At the heart of the row is Michael Misick, the former prime minister, who allegedly built up a multi-million-dollar fortune after being elected in 2003 through a series of loans from banks and deals with property developers for land owned by the Crown.
Gordon Wetherell, the British governor, will take executive and legislative authority from the House of Assembly and a series of police investigations will begin into allegations of skulduggery in business and nepotism.
The islands, at the southern tip of the Bahamas chain, lure some 300,000 tourists a year to the sandy beaches and coral reefs, and have long served as a tropical playground for celebrities such as Keith Richards and Bruce Willis.
But a nine-month inquiry chaired by Sir Robin Auld, a retired judge, was established in January after a Commons committee visited the island to investigate "good governance" and reported that a culture of fear existed among the islands' 30,000 residents. It heard that Mr Misick was transformed from local solicitor to international jet-setter in five years at the helm of government. Mr Misick resigned in March after Sir Robin published a highly critical interim report.
One of the star witnesses in the inquiry was Mr Misick's estranged wife, LisaRaye McCoy, an American actress. She alleged that the premier had wooed her with Rolls-Royces, private jets and champagne in a lifestyle far beyond his modest salary as a prime minister. More damagingly, the former model alleged that she earned hundreds of thousands of pounds for promotional activities for the islands' tourist board - a department that came under Mr Misick's remit.

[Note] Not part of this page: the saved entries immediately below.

use std::env;
use std::fs;
use std::path::{Path, PathBuf};

use coverquote_core::config::{AppConfig, LoadOptions};
use secrecy::{ExposeSecret, SecretString};
use serde::Serialize;
use toml::Value;

use crate::commands::{CommandResult, ErrorClass};

#[derive(Debug, Serialize, PartialEq, Eq)]
pub struct ConfigEntry {
    pub key: &'static str,
    pub value: String,
    pub source: String,
}

pub fn run() -> CommandResult {
    let config = match AppConfig::load(LoadOptions::default()) {
        Ok(config) => config,
        Err(error) => {
            return CommandResult::failure(
                "config",
                ErrorClass::ConfigValidation,
                format!("config validation failed: {error}"),
            )
        }
    };

    let path = detect_config_path();
    let document = load_config_file_doc(path.as_deref());
    let entries = effective_entries(&config, document.as_ref(), path.as_deref());

    CommandResult::success_with(
        "config",
        "effective config (source precedence: env > file > default)",
        Some(entries),
    )
}

/// Every effective setting with its origin. Secrets never leave this function unredacted.
pub fn effective_entries(
    config: &AppConfig,
    document: Option<&Value>,
    path: Option<&Path>,
) -> Vec<ConfigEntry> {
    let rows = vec![
        row(
            "database.url",
            &["COVERQUOTE_DATABASE_URL"],
            redact_url_credentials(&config.database.url),
        ),
        row(
            "database.max_connections",
            &["COVERQUOTE_DATABASE_MAX_CONNECTIONS"],
            config.database.max_connections.to_string(),
        ),
        row(
            "database.timeout_secs",
            &["COVERQUOTE_DATABASE_TIMEOUT_SECS"],
            config.database.timeout_secs.to_string(),
        ),
        row(
            "runtime.environment",
            &["COVERQUOTE_RUNTIME_ENVIRONMENT", "COVERQUOTE_ENV"],
            config.runtime.environment.as_str().to_string(),
        ),
        row(
            "runtime.house_agency_location_id",
            &["COVERQUOTE_RUNTIME_HOUSE_AGENCY_LOCATION_ID"],
            config.runtime.house_agency_location_id.0.to_string(),
        ),
        row(
            "services.question_catalog_url",
            &["COVERQUOTE_SERVICES_QUESTION_CATALOG_URL"],
            config.services.question_catalog_url.clone(),
        ),
        row(
            "services.encryption_url",
            &["COVERQUOTE_SERVICES_ENCRYPTION_URL"],
            config.services.encryption_url.clone(),
        ),
        row(
            "services.request_timeout_secs",
            &["COVERQUOTE_SERVICES_REQUEST_TIMEOUT_SECS"],
            config.services.request_timeout_secs.to_string(),
        ),
        row("email.api_url", &["COVERQUOTE_EMAIL_API_URL"], config.email.api_url.clone()),
        row(
            "email.api_key",
            &["COVERQUOTE_EMAIL_API_KEY"],
            redact_secret(config.email.api_key.as_ref()),
        ),
        row(
            "email.from_address",
            &["COVERQUOTE_EMAIL_FROM_ADDRESS"],
            config.email.from_address.clone(),
        ),
        row("email.brand", &["COVERQUOTE_EMAIL_BRAND"], config.email.brand.clone()),
        row(
            "slack.webhook_url",
            &["COVERQUOTE_SLACK_WEBHOOK_URL"],
            redact_webhook(config.slack.webhook_url.as_ref()),
        ),
        row("slack.channel", &["COVERQUOTE_SLACK_CHANNEL"], config.slack.channel.clone()),
        row(
            "slack.bind_channel",
            &["COVERQUOTE_SLACK_BIND_CHANNEL"],
            config.slack.bind_channel.clone(),
        ),
        row(
            "server.bind_address",
            &["COVERQUOTE_SERVER_BIND_ADDRESS"],
            config.server.bind_address.clone(),
        ),
        row("server.port", &["COVERQUOTE_SERVER_PORT"], config.server.port.to_string()),
        row(
            "server.graceful_shutdown_secs",
            &["COVERQUOTE_SERVER_GRACEFUL_SHUTDOWN_SECS"],
            config.server.graceful_shutdown_secs.to_string(),
        ),
        row(
            "logging.level",
            &["COVERQUOTE_LOGGING_LEVEL", "COVERQUOTE_LOG_LEVEL"],
            config.logging.level.clone(),
        ),
        row(
            "logging.format",
            &["COVERQUOTE_LOGGING_FORMAT", "COVERQUOTE_LOG_FORMAT"],
            format!("{:?}", config.logging.format).to_ascii_lowercase(),
        ),
    ];

    rows.into_iter()
        .map(|(key, env_keys, value)| ConfigEntry {
            key,
            value,
            source: field_source(key, env_keys, document, path),
        })
        .collect()
}

fn row(
    key: &'static str,
    env_keys: &'static [&'static str],
    value: String,
) -> (&'static str, &'static [&'static str], String) {
    (key, env_keys, value)
}

fn detect_config_path() -> Option<PathBuf> {
    [PathBuf::from("coverquote.toml"), PathBuf::from("config/coverquote.toml")]
        .into_iter()
        .find(|path| path.exists())
}

fn load_config_file_doc(path: Option<&Path>) -> Option<Value> {
    let raw = fs::read_to_string(path?).ok()?;
    raw.parse::<Value>().ok()
}

fn field_source(
    key_path: &str,
    env_keys: &[&str],
    document: Option<&Value>,
    path: Option<&Path>,
) -> String {
    if let Some(env_key) = env_keys.iter().find(|key| env::var_os(key).is_some()) {
        return format!("env ({env_key})");
    }

    if document.is_some_and(|doc| contains_path(doc, key_path)) {
        let file_path = path
            .map(|path| path.display().to_string())
            .unwrap_or_else(|| "config file".to_string());
        return format!("file ({file_path})");
    }

    "default".to_string()
}

fn contains_path(root: &Value, key_path: &str) -> bool {
    let mut current = root;
    for key in key_path.split('.') {
        let Some(next) = current.get(key) else {
            return false;
        };
        current = next;
    }
    true
}

fn redact_secret(secret: Option<&SecretString>) -> String {
    match secret {
        Some(value) if !value.expose_secret().trim().is_empty() => "<redacted>".to_string(),
        Some(_) => "<empty>".to_string(),
        None => "<unset>".to_string(),
    }
}

/// Keeps scheme and host so operators can tell which workspace a webhook targets.
fn redact_webhook(secret: Option<&SecretString>) -> String {
    let Some(url) = secret.map(|value| value.expose_secret().trim().to_string()) else {
        return "<unset>".to_string();
    };
    match url.split_once("://") {
        Some((scheme, rest)) => {
            let host = rest.split('/').next().unwrap_or_default();
            format!("{scheme}://{host}/***")
        }
        None => "<redacted>".to_string(),
    }
}

fn redact_url_credentials(url: &str) -> String {
    let Some((scheme, rest)) = url.split_once("://") else {
        return url.to_string();
    };
    match rest.split_once('@') {
        Some((_, host)) => format!("{scheme}://***@{host}"),
        None => url.to_string(),
    }
}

The inquiry also heard that allegations that publicly-owned Crown land had been acquired and sold on for profit to developers.
The former premier, who has condemned the move to strip the territory of its independence, was seeking a ruling at the High Court in London that the suspension of the constitution – and with it the right to a trial by jury – violated human rights.
Mario Hoffman and Cem Kinay, two of the biggest investors in the islands, are also challenging the return to direct rule, and will learn today if an attempt to expunge allegations from the inquiry report using the courts in Grand Turk, the capital, has been successful.
A £62 million luxury resort and hotel development in Salt Cay, an undeveloped island, featured prominently at the public hearings. Work has ground to halt on the site amid the legal uncertainties of the transfer of power.
Mr Hoffman, a Slovak banker, complained that his investment in the complex has been jeopardised by the inquiry. "The commission has never asked me any questions about or sought any clarification of the evidence I have presented to them," he said.
Georgia Dunn, a local resident, made a series of objections over Mr Hoffman to the Auld inquiry. A descendant of the original planters on the island, she owns a lease on Salt Cay and does not want to make way for the new property.
The current prime minister, Galmo Williams, petitioned the governor last week for a general election in October. The governor rejected the request and made clear that the push for direct rule would not be derailed.